Highlighting Faculty Member Avishek Adhikari

moattari

Date published: 04/02/18

We are studying critical survival responses to evade life-threatening danger, such as asphyxiation. Unfortunately, the circuits that control escape to these threats can also induce panic attacks. We investigate the mechanisms underlying both adaptive escape as well as maladaptive panic attacks.

AVISHEK ADHIKARI

It is estimated that 2.7% of adults in the USA have suffer from panic disorder every year. The core symptom of this disorder is the occurrence of repeated panic attacks, which can induce a catastrophic fear of death, pounding heart rate, among other symptoms. These extremely debilitating episodes can take a severe toll on patients. However, current therapies produce numerous side-effects and are often ineffective, pointing towards the need to better understand the circuits that produce panic.
 
Panic is typically commonly studied through escape behaviors in rodents, as panicolytic drugs decrease escape, stimulation of panic-inducing brain regions in humans induce escape in rodents, and stimuli that cause panic in humans (such as CO2 inhalation) induce escape.

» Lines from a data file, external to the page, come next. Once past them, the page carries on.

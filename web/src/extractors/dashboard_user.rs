use crate::extractors::RejectionType;
use crate::AppState;
use axum::{
    extract::FromRequestParts,
    http::{header::AUTHORIZATION, request::Parts, HeaderMap, StatusCode},
};
use domain::error::{AuthErrorKind, DomainErrorKind};
use domain::jwt::{self as JwtApi, DashboardPrincipal};
use log::*;

/// An authenticated dashboard user, admitted by a bearer token bound to a school.
pub(crate) struct DashboardUser(pub DashboardPrincipal);

impl FromRequestParts<AppState> for DashboardUser {
    type Rejection = RejectionType;

    // Reads the bearer token from the Authorization header, or from the `token`
    // query parameter for clients that cannot set headers.
    async fn from_request_parts(
        parts: &mut Parts,
        app_state: &AppState,
    ) -> Result<Self, Self::Rejection> {
        let token = bearer_token(&parts.headers)
            .or_else(|| query_token(parts.uri.query()))
            .ok_or_else(|| (StatusCode::UNAUTHORIZED, "Unauthorized".to_string()))?;

        match JwtApi::authorize_dashboard(&app_state.config, &token) {
            Ok(principal) => Ok(DashboardUser(principal)),
            Err(e) => {
                debug!("Dashboard request refused: {e}");
                Err(match e.error_kind {
                    DomainErrorKind::Auth(AuthErrorKind::TenantRequired) => {
                        (StatusCode::FORBIDDEN, "Forbidden".to_string())
                    }
                    DomainErrorKind::Auth(_) => {
                        (StatusCode::UNAUTHORIZED, "Unauthorized".to_string())
                    }
                    _ => (
                        StatusCode::SERVICE_UNAVAILABLE,
                        "Service Unavailable".to_string(),
                    ),
                })
            }
        }
    }
}

/// The token of an `Authorization: Bearer <token>` header, if any.
pub(crate) fn bearer_token(headers: &HeaderMap) -> Option<String> {
    headers
        .get(AUTHORIZATION)
        .and_then(|value| value.to_str().ok())
        .map(strip_bearer)
        .filter(|token| !token.is_empty())
}

/// The `token` query parameter, with an optional `Bearer ` prefix removed.
pub(crate) fn query_token(query: Option<&str>) -> Option<String> {
    query?
        .split('&')
        .filter_map(|pair| pair.split_once('='))
        .find(|(key, _)| *key == "token")
        .map(|(_, value)| strip_bearer(&value.replace("%20", " ")))
        .filter(|token| !token.is_empty())
}

fn strip_bearer(value: &str) -> String {
    let value = value.trim();
    value
        .strip_prefix("Bearer ")
        .or_else(|| value.strip_prefix("bearer "))
        .unwrap_or(value)
        .trim()
        .to_string()
}

#[cfg(test)]
mod tests {
    use super::*;
    use axum::http::HeaderValue;

    #[test]
    fn header_token_strips_the_scheme() {
        let mut headers = HeaderMap::new();
        headers.insert(AUTHORIZATION, HeaderValue::from_static("Bearer abc.def.ghi"));

        assert_eq!(bearer_token(&headers).as_deref(), Some("abc.def.ghi"));
    }

    #[test]
    fn query_token_is_found_among_other_parameters() {
        assert_eq!(
            query_token(Some("class_id=7&token=abc.def.ghi")).as_deref(),
            Some("abc.def.ghi")
        );
        assert_eq!(
            query_token(Some("token=Bearer%20abc.def.ghi")).as_deref(),
            Some("abc.def.ghi")
        );
        assert_eq!(query_token(Some("class_id=7")), None);
        assert_eq!(query_token(None), None);
    }
}
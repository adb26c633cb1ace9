//! Guardian push notifications for recorded attendance.
//!
//! The [`Enqueuer`] turns each attendance event into one [`job::NotificationJob`]
//! per guardian device and appends it to a durable [`queue::JobQueue`].
//! [`DeliveryWorker`]s pull jobs independently, hand them to a
//! [`gateway::PushGateway`] and record every attempt in a
//! [`history::DeliveryHistory`]. Transient gateway failures are retried with
//! exponential backoff up to a ceiling; invalid device references fail at once.
//!
//! The queue, history, gateway and guardian lookup are traits so that storage
//! and provider implementations live in the `domain` crate and tests can use
//! the in-memory versions provided here.

pub mod enqueuer;
pub mod error;
pub mod gateway;
pub mod history;
pub mod job;
pub mod queue;
pub mod retry;
pub mod worker;

pub use enqueuer::{Enqueuer, GuardianDevice, GuardianDirectory};
pub use error::{Error, NotificationErrorKind};
pub use worker::{DeliveryWorker, WorkerPool};
use chrono_tz::Tz;
use domain::gateway::fcm::FcmGateway;
use domain::{PgAttendanceReadModel, PgDeliveryHistory, PgGuardianDirectory, PgJobQueue};
use events::EventPublisher;
use log::*;
use notification::gateway::{DisabledGateway, PushGateway};
use notification::retry::RetryPolicy;
use notification::{DeliveryWorker, Enqueuer, WorkerPool};
use realtime::read_model::AttendanceReadModel;
use realtime::{Broadcaster, Hub};
use service::{config::Config, logging::Logger, AppState};
use std::sync::Arc;

#[tokio::main]
async fn main() {
    let config = Config::new();
    Logger::init_logger(&config as &Config);

    info!(
        "Starting attendance relay with log level: {}",
        config.log_level_filter
    );

    let timezone = match config.school_timezone().parse::<Tz>() {
        Ok(timezone) => timezone,
        Err(e) => {
            error!("Invalid school time zone {}: {e}", config.school_timezone());
            std::process::exit(1);
        }
    };

    let db = match service::init_database(&config).await {
        Ok(db) => Arc::new(db),
        Err(e) => {
            error!("Failed to establish database connection: {e}");
            std::process::exit(1);
        }
    };

    let (hub, hub_loop) = Hub::spawn();
    let read_model: Arc<dyn AttendanceReadModel> =
        Arc::new(PgAttendanceReadModel::new(Arc::clone(&db), timezone));

    let queue = Arc::new(
        PgJobQueue::new(Arc::clone(&db), config.queue_poll_interval())
            .with_lease(config.queue_lease()),
    );
    let directory = Arc::new(PgGuardianDirectory::new(Arc::clone(&db)));

    let broadcaster = Broadcaster::new(
        hub.clone(),
        Arc::clone(&read_model),
        config.broadcast_latency_target(),
    );
    let enqueuer = Enqueuer::new(queue.clone(), directory.clone(), timezone);
    let event_publisher = EventPublisher::new()
        .with_handler(Arc::new(broadcaster))
        .with_handler(Arc::new(enqueuer));
    info!(
        "Event publisher ready with {} handler(s)",
        event_publisher.handler_count()
    );

    let gateway: Arc<dyn PushGateway> = match FcmGateway::from_config(&config).await {
        Ok(Some(gateway)) => Arc::new(gateway),
        Ok(None) => Arc::new(DisabledGateway),
        Err(e) => {
            error!("Failed to initialize the FCM gateway: {e}");
            std::process::exit(1);
        }
    };

    let policy = RetryPolicy::new(config.retry_ceiling)
        .with_delays(config.retry_base_delay(), config.retry_max_delay());
    let worker = DeliveryWorker::new(
        queue,
        gateway,
        Arc::new(PgDeliveryHistory::new(Arc::clone(&db))),
        policy,
    )
    .with_directory(directory)
    .with_poll_wait(config.queue_poll_timeout())
    .with_delivery_timeout(config.delivery_timeout());
    let workers = WorkerPool::spawn(worker, config.delivery_worker_count);

    let app_state = AppState::new(config, &db, hub.clone(), event_publisher, read_model);

    // Live sockets end only when the hub closes their buffers.
    let shutdown = {
        let hub = hub.clone();
        async move {
            shutdown_signal().await;
            info!("Shutting down: closing live connections");
            hub.shutdown().await;
        }
    };

    if let Err(e) = web::init_server(app_state, shutdown).await {
        error!("Server terminated with an error: {e}");
        hub.shutdown().await;
    }

    if let Err(e) = hub_loop.await {
        error!("Hub loop terminated abnormally: {e}");
    }
    info!("Draining delivery workers");
    workers.shutdown().await;
    info!("Shutdown complete");
}

async fn shutdown_signal() {
    if let Err(e) = tokio::signal::ctrl_c().await {
        error!("Failed to listen for the shutdown signal: {e}");
        std::future::pending::<()>().await;
    }
}
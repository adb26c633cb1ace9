//! Error types for the notification pipeline.
use std::error::Error as StdError;
use std::fmt;

/// Errors raised by the queue, the delivery history and the guardian lookup.
///
/// Gateway failures are not represented here: they are part of normal delivery
/// and are classified by [`crate::gateway::GatewayError`] instead.
#[derive(Debug)]
pub struct Error {
    pub source: Option<Box<dyn StdError + Send + Sync>>,
    pub error_kind: NotificationErrorKind,
}

#[derive(Debug, PartialEq)]
pub enum NotificationErrorKind {
    // The job queue could not be reached or rejected the operation
    Queue,
    // Outcomes could not be persisted or read
    History,
    // Guardian devices could not be resolved or updated
    Directory,
    // A job could not be encoded or decoded
    Serialization,
}

impl Error {
    pub fn new(
        error_kind: NotificationErrorKind,
        source: impl StdError + Send + Sync + 'static,
    ) -> Self {
        Self {
            source: Some(Box::new(source)),
            error_kind,
        }
    }
}

impl fmt::Display for Error {
    fn fmt(&self, f: &mut fmt::Formatter) -> fmt::Result {
        match &self.source {
            Some(source) => write!(f, "Notification Error ({:?}): {}", self.error_kind, source),
            None => write!(f, "Notification Error ({:?})", self.error_kind),
        }
    }
}

impl StdError for Error {
    fn source(&self) -> Option<&(dyn StdError + 'static)> {
        self.source
            .as_ref()
            .map(|e| e.as_ref() as &(dyn StdError + 'static))
    }
}

impl From<serde_json::Error> for Error {
    fn from(err: serde_json::Error) -> Self {
        Error::new(NotificationErrorKind::Serialization, err)
    }
}
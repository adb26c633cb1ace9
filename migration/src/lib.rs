pub use sea_orm_migration::prelude::*;

mod m20240716_000001_create_notification_queue;
mod m20240716_000002_create_delivery_outcomes;

/// Migrations for the tables this service owns. The school records
/// (students, classes, attendances, guardians, device and display tokens)
/// belong to the attendance application and are never migrated here.
pub struct Migrator;

#[async_trait::async_trait]
impl MigratorTrait for Migrator {
    fn migrations() -> Vec<Box<dyn MigrationTrait>> {
        vec![
            Box::new(m20240716_000001_create_notification_queue::Migration),
            Box::new(m20240716_000002_create_delivery_outcomes::Migration),
        ]
    }
}
pub(crate) mod dashboard_user;

use axum::http::StatusCode;

type RejectionType = (StatusCode, String);
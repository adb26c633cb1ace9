use async_trait::async_trait;
use entity_api::guardian;
use events::Id;
use notification::enqueuer::{GuardianDevice, GuardianDirectory};
use notification::error::{Error, NotificationErrorKind};
use sea_orm::DatabaseConnection;
use std::sync::Arc;

/// Resolves guardian devices from the school's parent and device-token records.
pub struct PgGuardianDirectory {
    db: Arc<DatabaseConnection>,
}

impl PgGuardianDirectory {
    pub fn new(db: Arc<DatabaseConnection>) -> Self {
        Self { db }
    }
}

#[async_trait]
impl GuardianDirectory for PgGuardianDirectory {
    async fn guardian_devices(&self, student_id: Id) -> Result<Vec<GuardianDevice>, Error> {
        let tokens = guardian::find_active_devices_for_student(&self.db, student_id)
            .await
            .map_err(directory_error)?;

        Ok(tokens
            .into_iter()
            .map(|token| GuardianDevice {
                user_id: token.user_id,
                target_ref: token.token,
            })
            .collect())
    }

    async fn deactivate_target(&self, target_ref: &str) -> Result<(), Error> {
        guardian::deactivate_device_token(&self.db, target_ref)
            .await
            .map_err(directory_error)?;
        Ok(())
    }
}

fn directory_error(err: entity_api::error::Error) -> Error {
    Error::new(NotificationErrorKind::Directory, crate::error::Error::from(err))
}
use domain::error::{AuthErrorKind, DomainErrorKind, Error as DomainError};
use events::Id;
use serde::{Deserialize, Serialize};

/// Control frames a client may send.
#[derive(Debug, Clone, PartialEq, Deserialize)]
#[serde(tag = "type", rename_all = "snake_case")]
pub(crate) enum ClientFrame {
    Ping,
    Subscribe {
        #[serde(default)]
        payload: SubscribePayload,
    },
}

#[derive(Debug, Clone, Default, PartialEq, Deserialize)]
pub(crate) struct SubscribePayload {
    /// `None` follows the whole school.
    #[serde(default)]
    pub(crate) class_id: Option<Id>,
}

/// Control frames the server sends besides broadcast messages.
#[derive(Debug, Clone, PartialEq, Serialize)]
#[serde(tag = "type", rename_all = "snake_case")]
pub(crate) enum ServerFrame {
    Connected {
        school_id: Id,
        audience: String,
        #[serde(skip_serializing_if = "Option::is_none")]
        class_id: Option<Id>,
    },
    Pong,
    Subscribed {
        class_id: Option<Id>,
    },
    Error {
        code: ErrorCode,
        message: String,
    },
}

impl ServerFrame {
    pub(crate) fn error(code: ErrorCode) -> Self {
        ServerFrame::Error {
            code,
            message: code.message().to_string(),
        }
    }

    pub(crate) fn to_json(&self) -> String {
        serde_json::to_string(self).unwrap_or_else(|_| String::from(r#"{"type":"error"}"#))
    }
}

#[derive(Debug, Clone, Copy, PartialEq, Eq, Serialize)]
#[serde(rename_all = "SCREAMING_SNAKE_CASE")]
pub(crate) enum ErrorCode {
    AuthTokenMissing,
    AuthTokenInvalid,
    AuthzTenantRequired,
    DisplayTokenInvalid,
    UnsupportedMessage,
    InternalError,
}

impl ErrorCode {
    fn message(&self) -> &'static str {
        match self {
            ErrorCode::AuthTokenMissing => "Authentication token is required",
            ErrorCode::AuthTokenInvalid => "Authentication token is invalid or expired",
            ErrorCode::AuthzTenantRequired => "Token is not bound to a school",
            ErrorCode::DisplayTokenInvalid => "Display token is invalid, revoked or expired",
            ErrorCode::UnsupportedMessage => "Message type is not supported on this connection",
            ErrorCode::InternalError => "Connection could not be established",
        }
    }

    /// The code a refused connection reports for a domain error.
    pub(crate) fn for_error(err: &DomainError) -> Self {
        match &err.error_kind {
            DomainErrorKind::Auth(AuthErrorKind::TenantRequired) => ErrorCode::AuthzTenantRequired,
            DomainErrorKind::Auth(AuthErrorKind::InvalidDisplayToken) => {
                ErrorCode::DisplayTokenInvalid
            }
            DomainErrorKind::Auth(_) => ErrorCode::AuthTokenInvalid,
            _ => ErrorCode::InternalError,
        }
    }
}

#[cfg(test)]
mod tests {
    use super::*;
    use serde_json::{json, Value};

    #[test]
    fn client_frames_parse() {
        assert_eq!(
            serde_json::from_str::<ClientFrame>(r#"{"type":"ping"}"#).unwrap(),
            ClientFrame::Ping
        );
        assert_eq!(
            serde_json::from_str::<ClientFrame>(r#"{"type":"subscribe","payload":{"class_id":7}}"#)
                .unwrap(),
            ClientFrame::Subscribe {
                payload: SubscribePayload { class_id: Some(7) }
            }
        );
        assert_eq!(
            serde_json::from_str::<ClientFrame>(r#"{"type":"subscribe"}"#).unwrap(),
            ClientFrame::Subscribe {
                payload: SubscribePayload { class_id: None }
            }
        );
        assert!(serde_json::from_str::<ClientFrame>(r#"{"type":"shout"}"#).is_err());
    }

    #[test]
    fn error_frame_carries_code_and_message() {
        let frame: Value =
            serde_json::from_str(&ServerFrame::error(ErrorCode::AuthzTenantRequired).to_json())
                .unwrap();

        assert_eq!(frame["type"], "error");
        assert_eq!(frame["code"], "AUTHZ_TENANT_REQUIRED");
        assert!(frame["message"].is_string());
    }

    #[test]
    fn connected_frame_shape() {
        let frame: Value = serde_json::from_str(
            &ServerFrame::Connected {
                school_id: 1,
                audience: "dashboard".to_string(),
                class_id: Some(7),
            }
            .to_json(),
        )
        .unwrap();

        assert_eq!(
            frame,
            json!({"type": "connected", "school_id": 1, "audience": "dashboard", "class_id": 7})
        );
    }

    #[test]
    fn domain_errors_map_to_codes() {
        let err = DomainError {
            source: None,
            error_kind: DomainErrorKind::Auth(AuthErrorKind::InvalidDisplayToken),
        };
        assert_eq!(ErrorCode::for_error(&err), ErrorCode::DisplayTokenInvalid);
    }
}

As the brain regions that control these key survival behaviors are evolutionarily conserved, studying the mechanisms underlying threat-induced escape in rodents reveal powerful insights into the neurobiology of panic attacks. Though escaping is not a common symptom in humans during panic attacks, it is noteworthy that an overwhelming urge to flee is often reported in these episodes.
 
The brain region most strongly implicated in the induction of panic is the periaqueductal gray (PAG). Indeed, electrical stimulation of the PAG in humans can cause a constellation of symptoms closely resembling panic attacks, and panic disorder patients have enlarged and hyperactive PAG relative to healthy controls. In rodents this region, among other functions, controls rapid escape reactions to intense threats, such as suffocation or imminent predatory attacks.  
 
Although the PAG is known to be a key node in the induction of escape and panic, it is unknown how different populations in the PAG modulate various panic symptoms. The PAG has many different types of cells, which produce distinct neurotransmitters and have unique anatomical features. We will characterize how distinct naturalistic panic-inducing threats activate these various populations of cells and which specific panic symptoms each population controls. We are also interested in studying if early-life stress hyper-sensitizes cells in the PAG, leading to disproportionately large responses to mild threats. To perform these studies we use a combination of modern system neuroscience techniques to observe and perturb neural activity in mice exposed to safe or panic-provoking situations, causally linking activation of discrete populations of brain cells with behavioral manifestations related to panic.